In the 17th century, the Fort served as trading storage and had various other ways to adapt to the need of Zagreb and Zagreb's citizens at different times. At one point, when the City was out of money to restore and repair the Fort, it gave Lotrščak to citizens for rent. Citizens who wanted the Fort also had the obligation of maintaining it, and in case of enemy assault, it was to be returned back to the City for defense purposes.  

Warning shot 

Speaking of defense purposes, an old legend says how this cannon managed to save Zagreb with a single shot from the Ottoman conquerors. Legend has it that the Ottoman commander Hasan Pasha (Hasan Paša) settled his army at the coast of the Sava river, in today's area of Novi Zagreb. He was preparing to cross the river and invade the city. But before that, he was about to have lunch one day, and Zagreb fired from the cannon in the Ottoman's direction, close to Hasan and blasting a chicken he wanted to eat. The shot scared the hell out of the Ottomans and they retreated, leaving Zagreb intact.

Changing arsenal

Over the course of time, there were five different Grič cannons that served the purpose of signaling noon. The current canon was given during Zagreb's Univerzijada in 1987, courtesy of the Yugoslavian National Army (JNA) as Croatia at the time was part of the Socialist Federal Republic of Yugoslavia (SFRJ).

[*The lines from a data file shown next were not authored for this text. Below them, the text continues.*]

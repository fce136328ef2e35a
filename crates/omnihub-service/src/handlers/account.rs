//! Self-service log handlers: the caller's own usage history and ledger.

use std::sync::Arc;

use axum::extract::{Query, State};
use axum::Json;
use serde::Serialize;

use omnihub_store::Store;

use super::{LedgerEntryResponse, PageQuery, UsageLogResponse};
use crate::auth::AuthUser;
use crate::error::ApiError;
use crate::state::AppState;

/// Per-user page size cap for log listings.
const USER_PAGE_CAP: usize = 200;

/// Usage history response.
#[derive(Debug, Serialize)]
pub struct UsageHistoryResponse {
    /// Usage records, newest first.
    pub logs: Vec<UsageLogResponse>,
}

/// List the caller's usage history, newest first.
pub async fn usage_history(
    State(state): State<Arc<AppState>>,
    auth: AuthUser,
    Query(page): Query<PageQuery>,
) -> Result<Json<UsageHistoryResponse>, ApiError> {
    let records =
        state
            .store
            .list_usage(Some(&auth.user_id), page.capped(USER_PAGE_CAP), page.offset)?;

    Ok(Json(UsageHistoryResponse {
        logs: records.iter().map(UsageLogResponse::from).collect(),
    }))
}

/// Ledger history response.
#[derive(Debug, Serialize)]
pub struct LedgerHistoryResponse {
    /// Ledger entries, newest first.
    pub entries: Vec<LedgerEntryResponse>,
}

/// List the caller's ledger entries, newest first.
pub async fn ledger_history(
    State(state): State<Arc<AppState>>,
    auth: AuthUser,
    Query(page): Query<PageQuery>,
) -> Result<Json<LedgerHistoryResponse>, ApiError> {
    let entries =
        state
            .store
            .list_ledger(Some(&auth.user_id), page.capped(USER_PAGE_CAP), page.offset)?;

    Ok(Json(LedgerHistoryResponse {
        entries: entries.iter().map(LedgerEntryResponse::from).collect(),
    }))
}
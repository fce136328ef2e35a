//! Application state.

use std::sync::Arc;

use omnihub_store::RocksStore;
use omnihub_tools::ToolSet;

use crate::config::ServiceConfig;

/// Application state shared across handlers.
#[derive(Clone)]
pub struct AppState {
    /// The storage backend.
    pub store: Arc<RocksStore>,

    /// Service configuration.
    pub config: ServiceConfig,

    /// External tool adapters.
    pub tools: Arc<ToolSet>,
}

impl AppState {
    /// Create a new application state, building the adapter set from config.
    #[must_use]
    pub fn new(store: Arc<RocksStore>, config: ServiceConfig) -> Self {
        if config.tools.eyecon_auth.is_none() {
            tracing::warn!("Eyecon auth headers not configured - lookups will run in safe mode");
        }

        let tools = Arc::new(ToolSet::new(&config.tools));
        Self {
            store,
            config,
            tools,
        }
    }
}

As for the first three, you can find them today in the collection of the Zagreb City Museum. The first cannon originated in 1876 and was replaced by the second cannon in the unidentified year at the end of the 19th century. The third cannon you can see in Zagreb City Museum, and the first that was situated on Lotrščak fort, was introduced in 1928, and it was made by restoring a Polish cannon from 1912.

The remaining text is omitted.